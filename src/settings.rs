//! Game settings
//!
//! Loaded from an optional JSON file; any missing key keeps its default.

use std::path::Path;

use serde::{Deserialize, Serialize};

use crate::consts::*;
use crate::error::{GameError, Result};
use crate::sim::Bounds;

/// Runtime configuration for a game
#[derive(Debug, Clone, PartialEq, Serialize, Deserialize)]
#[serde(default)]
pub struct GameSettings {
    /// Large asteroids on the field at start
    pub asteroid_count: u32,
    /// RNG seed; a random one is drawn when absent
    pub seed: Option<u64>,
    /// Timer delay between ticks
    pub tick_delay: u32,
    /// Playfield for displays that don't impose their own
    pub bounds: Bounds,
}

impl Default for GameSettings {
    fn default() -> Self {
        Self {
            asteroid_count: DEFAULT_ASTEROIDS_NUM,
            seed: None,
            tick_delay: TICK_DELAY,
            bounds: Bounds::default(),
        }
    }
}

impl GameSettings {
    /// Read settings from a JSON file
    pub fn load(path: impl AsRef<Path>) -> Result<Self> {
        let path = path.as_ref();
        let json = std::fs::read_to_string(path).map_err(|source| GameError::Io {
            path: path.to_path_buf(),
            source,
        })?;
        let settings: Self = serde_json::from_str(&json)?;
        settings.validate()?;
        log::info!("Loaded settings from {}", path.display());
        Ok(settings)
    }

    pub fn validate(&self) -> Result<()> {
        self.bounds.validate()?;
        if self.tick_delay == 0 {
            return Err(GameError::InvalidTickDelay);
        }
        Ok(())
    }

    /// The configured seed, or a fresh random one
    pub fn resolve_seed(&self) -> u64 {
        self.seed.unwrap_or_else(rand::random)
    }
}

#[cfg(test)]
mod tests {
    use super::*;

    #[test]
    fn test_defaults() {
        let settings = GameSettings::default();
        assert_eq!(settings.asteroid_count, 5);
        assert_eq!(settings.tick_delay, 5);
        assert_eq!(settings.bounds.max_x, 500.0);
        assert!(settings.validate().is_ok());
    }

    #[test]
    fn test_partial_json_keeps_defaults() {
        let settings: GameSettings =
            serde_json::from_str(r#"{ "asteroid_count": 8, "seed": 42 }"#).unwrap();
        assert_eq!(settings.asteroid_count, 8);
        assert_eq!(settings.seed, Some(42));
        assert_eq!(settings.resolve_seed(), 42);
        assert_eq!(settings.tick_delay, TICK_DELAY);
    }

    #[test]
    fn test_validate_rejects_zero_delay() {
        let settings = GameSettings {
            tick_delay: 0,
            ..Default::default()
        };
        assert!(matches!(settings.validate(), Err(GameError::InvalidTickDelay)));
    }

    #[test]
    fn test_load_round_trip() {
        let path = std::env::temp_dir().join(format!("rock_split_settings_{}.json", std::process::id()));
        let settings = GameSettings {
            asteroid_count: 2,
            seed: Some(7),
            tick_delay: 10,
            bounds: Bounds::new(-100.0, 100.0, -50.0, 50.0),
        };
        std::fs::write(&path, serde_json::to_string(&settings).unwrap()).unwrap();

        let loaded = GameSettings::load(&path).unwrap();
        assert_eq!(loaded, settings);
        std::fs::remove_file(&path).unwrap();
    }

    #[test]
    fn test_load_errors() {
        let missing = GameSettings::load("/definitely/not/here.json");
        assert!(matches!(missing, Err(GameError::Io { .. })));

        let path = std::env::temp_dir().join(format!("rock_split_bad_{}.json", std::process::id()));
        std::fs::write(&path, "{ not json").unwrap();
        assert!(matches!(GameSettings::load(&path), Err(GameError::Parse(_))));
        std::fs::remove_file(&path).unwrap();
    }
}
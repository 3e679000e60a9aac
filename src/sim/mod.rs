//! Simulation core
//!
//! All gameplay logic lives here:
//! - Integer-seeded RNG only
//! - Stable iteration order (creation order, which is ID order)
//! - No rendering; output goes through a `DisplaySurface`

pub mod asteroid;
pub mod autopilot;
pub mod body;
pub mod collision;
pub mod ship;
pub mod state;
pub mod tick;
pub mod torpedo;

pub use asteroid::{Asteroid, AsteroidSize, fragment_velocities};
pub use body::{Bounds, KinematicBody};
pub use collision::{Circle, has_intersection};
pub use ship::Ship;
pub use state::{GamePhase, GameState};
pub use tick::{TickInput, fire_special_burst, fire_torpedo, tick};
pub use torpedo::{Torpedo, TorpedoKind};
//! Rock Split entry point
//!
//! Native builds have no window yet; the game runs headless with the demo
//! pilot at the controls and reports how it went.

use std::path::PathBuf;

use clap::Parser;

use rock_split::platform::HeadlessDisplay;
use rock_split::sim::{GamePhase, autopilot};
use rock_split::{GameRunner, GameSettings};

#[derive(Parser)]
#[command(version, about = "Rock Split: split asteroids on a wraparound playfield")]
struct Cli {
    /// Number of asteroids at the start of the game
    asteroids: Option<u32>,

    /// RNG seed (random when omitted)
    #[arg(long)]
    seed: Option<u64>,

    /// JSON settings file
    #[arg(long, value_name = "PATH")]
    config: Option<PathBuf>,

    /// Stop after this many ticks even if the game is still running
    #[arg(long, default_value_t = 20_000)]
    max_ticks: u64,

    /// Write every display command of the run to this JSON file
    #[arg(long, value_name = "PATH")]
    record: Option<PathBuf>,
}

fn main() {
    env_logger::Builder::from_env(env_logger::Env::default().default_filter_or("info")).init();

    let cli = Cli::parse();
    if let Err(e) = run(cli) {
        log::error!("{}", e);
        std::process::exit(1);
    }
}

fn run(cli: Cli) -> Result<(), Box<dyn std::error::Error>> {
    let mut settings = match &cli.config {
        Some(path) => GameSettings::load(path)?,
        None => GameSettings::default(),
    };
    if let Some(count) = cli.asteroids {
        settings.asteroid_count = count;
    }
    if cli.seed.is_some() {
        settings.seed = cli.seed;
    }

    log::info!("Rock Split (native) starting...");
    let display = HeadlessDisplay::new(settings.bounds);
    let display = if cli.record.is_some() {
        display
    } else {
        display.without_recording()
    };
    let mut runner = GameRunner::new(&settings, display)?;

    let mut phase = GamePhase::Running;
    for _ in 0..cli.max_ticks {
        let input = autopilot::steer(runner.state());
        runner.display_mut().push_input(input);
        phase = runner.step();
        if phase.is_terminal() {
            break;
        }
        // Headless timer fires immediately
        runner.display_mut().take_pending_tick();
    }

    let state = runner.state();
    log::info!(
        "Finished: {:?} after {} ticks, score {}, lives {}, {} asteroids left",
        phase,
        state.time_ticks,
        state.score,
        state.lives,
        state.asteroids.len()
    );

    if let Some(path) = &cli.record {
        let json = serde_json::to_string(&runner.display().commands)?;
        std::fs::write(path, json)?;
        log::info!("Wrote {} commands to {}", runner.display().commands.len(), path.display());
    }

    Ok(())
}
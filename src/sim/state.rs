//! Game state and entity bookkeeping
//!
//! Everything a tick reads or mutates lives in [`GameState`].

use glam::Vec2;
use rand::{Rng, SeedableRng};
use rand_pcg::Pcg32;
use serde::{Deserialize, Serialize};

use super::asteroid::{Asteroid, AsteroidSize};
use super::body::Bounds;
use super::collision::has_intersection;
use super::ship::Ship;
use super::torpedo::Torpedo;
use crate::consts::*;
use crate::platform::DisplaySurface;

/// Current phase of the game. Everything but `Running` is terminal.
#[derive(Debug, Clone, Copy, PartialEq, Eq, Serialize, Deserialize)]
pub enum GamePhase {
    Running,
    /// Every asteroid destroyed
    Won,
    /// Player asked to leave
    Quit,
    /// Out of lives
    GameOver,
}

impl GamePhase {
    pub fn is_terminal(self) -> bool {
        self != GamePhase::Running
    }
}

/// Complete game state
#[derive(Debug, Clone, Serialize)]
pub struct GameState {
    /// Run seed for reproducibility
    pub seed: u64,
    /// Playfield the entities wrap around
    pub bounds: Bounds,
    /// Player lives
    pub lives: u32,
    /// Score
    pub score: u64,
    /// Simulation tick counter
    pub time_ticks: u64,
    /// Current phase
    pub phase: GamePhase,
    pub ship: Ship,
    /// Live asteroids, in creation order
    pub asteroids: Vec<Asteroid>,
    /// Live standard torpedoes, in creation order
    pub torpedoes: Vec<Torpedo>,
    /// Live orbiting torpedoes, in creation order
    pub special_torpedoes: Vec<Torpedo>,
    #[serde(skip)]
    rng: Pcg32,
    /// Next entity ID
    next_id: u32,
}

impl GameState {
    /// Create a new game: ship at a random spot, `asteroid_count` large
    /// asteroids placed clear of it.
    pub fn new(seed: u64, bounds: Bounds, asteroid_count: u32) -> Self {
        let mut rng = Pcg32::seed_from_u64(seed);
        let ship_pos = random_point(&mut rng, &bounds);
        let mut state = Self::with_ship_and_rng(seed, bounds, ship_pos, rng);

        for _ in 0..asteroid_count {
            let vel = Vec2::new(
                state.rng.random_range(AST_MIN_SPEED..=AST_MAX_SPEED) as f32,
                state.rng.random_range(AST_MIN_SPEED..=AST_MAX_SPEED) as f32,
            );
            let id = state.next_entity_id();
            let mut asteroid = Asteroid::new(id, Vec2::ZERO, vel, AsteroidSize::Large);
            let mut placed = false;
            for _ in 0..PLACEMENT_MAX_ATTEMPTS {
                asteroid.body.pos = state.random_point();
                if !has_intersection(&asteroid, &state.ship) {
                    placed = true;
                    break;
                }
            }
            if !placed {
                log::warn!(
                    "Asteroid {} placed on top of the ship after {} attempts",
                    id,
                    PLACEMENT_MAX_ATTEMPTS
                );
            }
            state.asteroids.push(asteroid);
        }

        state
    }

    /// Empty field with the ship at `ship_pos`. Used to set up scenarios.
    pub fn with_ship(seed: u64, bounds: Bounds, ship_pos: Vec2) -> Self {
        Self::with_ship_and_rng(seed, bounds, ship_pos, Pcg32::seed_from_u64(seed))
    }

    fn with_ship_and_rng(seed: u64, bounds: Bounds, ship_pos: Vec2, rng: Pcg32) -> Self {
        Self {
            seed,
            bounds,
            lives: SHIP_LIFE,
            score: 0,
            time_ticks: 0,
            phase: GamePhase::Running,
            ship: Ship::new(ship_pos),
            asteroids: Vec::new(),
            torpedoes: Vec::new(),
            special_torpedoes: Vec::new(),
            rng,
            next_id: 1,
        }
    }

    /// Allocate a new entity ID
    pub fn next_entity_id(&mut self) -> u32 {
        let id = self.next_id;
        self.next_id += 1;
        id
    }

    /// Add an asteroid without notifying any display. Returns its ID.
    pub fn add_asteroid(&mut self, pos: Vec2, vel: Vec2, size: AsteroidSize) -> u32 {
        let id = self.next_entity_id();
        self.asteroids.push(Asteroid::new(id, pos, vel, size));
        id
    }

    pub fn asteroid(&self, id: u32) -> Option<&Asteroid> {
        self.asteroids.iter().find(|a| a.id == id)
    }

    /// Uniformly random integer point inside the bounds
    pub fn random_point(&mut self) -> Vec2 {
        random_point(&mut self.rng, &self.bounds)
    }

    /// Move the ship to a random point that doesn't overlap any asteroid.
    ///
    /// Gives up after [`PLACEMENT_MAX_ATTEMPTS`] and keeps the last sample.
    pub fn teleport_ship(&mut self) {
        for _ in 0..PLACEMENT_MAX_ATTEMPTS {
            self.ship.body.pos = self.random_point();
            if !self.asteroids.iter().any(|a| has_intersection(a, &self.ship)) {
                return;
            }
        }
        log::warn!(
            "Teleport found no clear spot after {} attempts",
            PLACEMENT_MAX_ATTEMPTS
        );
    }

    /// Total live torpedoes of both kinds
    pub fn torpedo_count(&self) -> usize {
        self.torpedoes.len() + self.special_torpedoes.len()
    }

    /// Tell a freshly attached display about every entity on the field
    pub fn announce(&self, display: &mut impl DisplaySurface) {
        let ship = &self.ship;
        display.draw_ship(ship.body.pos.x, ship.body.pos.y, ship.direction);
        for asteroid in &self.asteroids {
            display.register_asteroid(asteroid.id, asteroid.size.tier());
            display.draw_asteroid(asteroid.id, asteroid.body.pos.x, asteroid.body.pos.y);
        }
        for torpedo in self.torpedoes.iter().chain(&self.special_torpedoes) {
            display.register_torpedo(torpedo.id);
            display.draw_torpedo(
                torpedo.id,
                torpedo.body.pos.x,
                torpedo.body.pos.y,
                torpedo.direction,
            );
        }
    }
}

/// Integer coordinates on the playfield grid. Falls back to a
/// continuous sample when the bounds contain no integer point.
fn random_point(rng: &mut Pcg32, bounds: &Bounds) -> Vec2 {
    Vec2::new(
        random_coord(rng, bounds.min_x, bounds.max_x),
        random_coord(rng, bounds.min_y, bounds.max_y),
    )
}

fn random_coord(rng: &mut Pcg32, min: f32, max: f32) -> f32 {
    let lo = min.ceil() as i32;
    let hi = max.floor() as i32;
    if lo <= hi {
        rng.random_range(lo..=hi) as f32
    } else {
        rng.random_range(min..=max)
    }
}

■ ■ ■ ■ ■ ■ ■

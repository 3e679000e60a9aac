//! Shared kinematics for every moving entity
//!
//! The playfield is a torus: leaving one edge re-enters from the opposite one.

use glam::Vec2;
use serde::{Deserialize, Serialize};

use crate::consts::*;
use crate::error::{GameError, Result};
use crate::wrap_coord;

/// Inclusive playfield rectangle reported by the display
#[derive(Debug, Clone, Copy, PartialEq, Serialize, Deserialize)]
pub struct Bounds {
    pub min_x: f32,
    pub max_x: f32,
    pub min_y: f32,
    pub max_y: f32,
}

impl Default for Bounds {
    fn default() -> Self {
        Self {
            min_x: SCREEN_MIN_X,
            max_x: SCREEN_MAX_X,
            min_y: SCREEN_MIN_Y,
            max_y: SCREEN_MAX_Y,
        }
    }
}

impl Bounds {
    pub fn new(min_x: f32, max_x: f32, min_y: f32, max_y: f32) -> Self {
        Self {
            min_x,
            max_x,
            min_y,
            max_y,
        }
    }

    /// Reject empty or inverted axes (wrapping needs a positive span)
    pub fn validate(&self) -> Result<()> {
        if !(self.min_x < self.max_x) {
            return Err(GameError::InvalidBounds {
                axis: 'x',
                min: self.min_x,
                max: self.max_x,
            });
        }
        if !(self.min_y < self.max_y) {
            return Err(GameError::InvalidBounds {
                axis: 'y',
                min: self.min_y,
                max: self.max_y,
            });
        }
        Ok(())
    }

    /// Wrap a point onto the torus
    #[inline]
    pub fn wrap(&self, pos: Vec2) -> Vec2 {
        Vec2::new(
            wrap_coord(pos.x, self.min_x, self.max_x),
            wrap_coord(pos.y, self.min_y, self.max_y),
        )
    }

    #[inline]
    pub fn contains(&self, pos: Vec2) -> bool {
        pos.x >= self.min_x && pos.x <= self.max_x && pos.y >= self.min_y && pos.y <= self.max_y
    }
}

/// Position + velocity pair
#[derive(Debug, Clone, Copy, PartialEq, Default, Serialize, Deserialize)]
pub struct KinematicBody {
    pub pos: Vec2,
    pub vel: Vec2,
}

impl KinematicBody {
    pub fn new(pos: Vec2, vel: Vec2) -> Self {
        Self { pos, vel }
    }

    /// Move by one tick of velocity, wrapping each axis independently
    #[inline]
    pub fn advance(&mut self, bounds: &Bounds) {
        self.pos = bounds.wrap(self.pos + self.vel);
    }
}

■ ■ ■ ■ ■ ■ ■

Please return only the lines above, starting at the line that has "clear of it." and ending at the line that has "if !has_intersection(&asteroid, &state.ship)", keeping both and leaving each one unchanged.

    /// asteroids placed clear of it.
    pub fn new(seed: u64, bounds: Bounds, asteroid_count: u32) -> Self {
        let mut rng = Pcg32::seed_from_u64(seed);
        let ship_pos = random_point(&mut rng, &bounds);
        let mut state = Self::with_ship_and_rng(seed, bounds, ship_pos, rng);

        for _ in 0..asteroid_count {
            let vel = Vec2::new(
                state.rng.random_range(AST_MIN_SPEED..=AST_MAX_SPEED) as f32,
                state.rng.random_range(AST_MIN_SPEED..=AST_MAX_SPEED) as f32,
            );
            let id = state.next_entity_id();
            let mut asteroid = Asteroid::new(id, Vec2::ZERO, vel, AsteroidSize::Large);
            let mut placed = false;
            for _ in 0..PLACEMENT_MAX_ATTEMPTS {
                asteroid.body.pos = state.random_point();
                if !has_intersection(&asteroid, &state.ship) {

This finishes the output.